- _Problem requirements_
Copy out exactly every line from the line containing "matches!(self, Self::MalformedJson(_) |" until the records below end, inclusive of both boundary lines.

- _Input data_
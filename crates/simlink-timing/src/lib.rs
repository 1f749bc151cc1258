//! Latency instrumentation for simlink.
//!
//! A [`TimeMeasurer`] timestamps named intervals on the caller's thread and
//! keeps their durations in memory for percentile summaries. Each finished
//! interval is also handed to an optional [`SampleSink`]. The
//! [`CsvFileSink`] moves samples to disk on its own writer thread so
//! producers never wait on I/O.
//!
//! # Architecture
//!
//! ```text
//! start(label) / stop(label)
//!   |
//!   +-- in-memory durations --> summary(label): n, mean, p50, p95, p99
//!   |
//!   +-- SampleSink::on_sample --> mpsc queue --> writer thread --> CSV file
//! ```

pub mod error;
pub mod measurer;
pub mod sample;
pub mod sink;
pub mod worker;

// Re-export primary types for convenience.
pub use error::SinkError;
pub use measurer::{Summary, TimeMeasurer, percentile_sorted};
pub use sample::{MemorySink, Sample, SampleSink};
pub use sink::{CSV_HEADER, CsvFileSink, DEFAULT_FLUSH_EVERY, DEFAULT_SHUTDOWN_TIMEOUT};
pub use worker::Worker;
//! Protocol decoding errors.

/// Errors raised while decoding a request line.
///
/// [`ProtocolError::is_fatal`] separates errors that make the stream
/// itself untrustworthy from errors scoped to a single request.
#[derive(Debug, thiserror::Error)]
pub enum ProtocolError {
    /// The line is not valid JSON.
    #[error("malformed JSON: {0}")]
    MalformedJson(#[from] serde_json::Error),

    /// The line is valid JSON but not an object.
    #[error("expected a JSON object, got {0}")]
    NotAnObject(&'static str),

    /// The envelope has no string `op` field.
    #[error("missing or non-string `op` field")]
    MissingOp,

    /// The `op` field names an operation outside the protocol.
    #[error("operation {0} not supported")]
    UnknownOp(String),

    /// The `data` payload does not match the schema of its operation.
    #[error("invalid data for `{op}`: {source}")]
    InvalidData {
        /// Wire name of the operation whose payload failed to decode.
        op: &'static str,
        /// The underlying decode error.
        source: serde_json::Error,
    },
}

impl ProtocolError {
    /// Whether the error invalidates the whole connection rather than a
    /// single request.
    pub const fn is_fatal(&self) -> bool {
        matches!(self, Self::MalformedJson(_) | Self::NotAnObject(_))
    }
}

- _Output for this task_
        matches!(self, Self::MalformedJson(_) | Self::NotAnObject(_))
    }
}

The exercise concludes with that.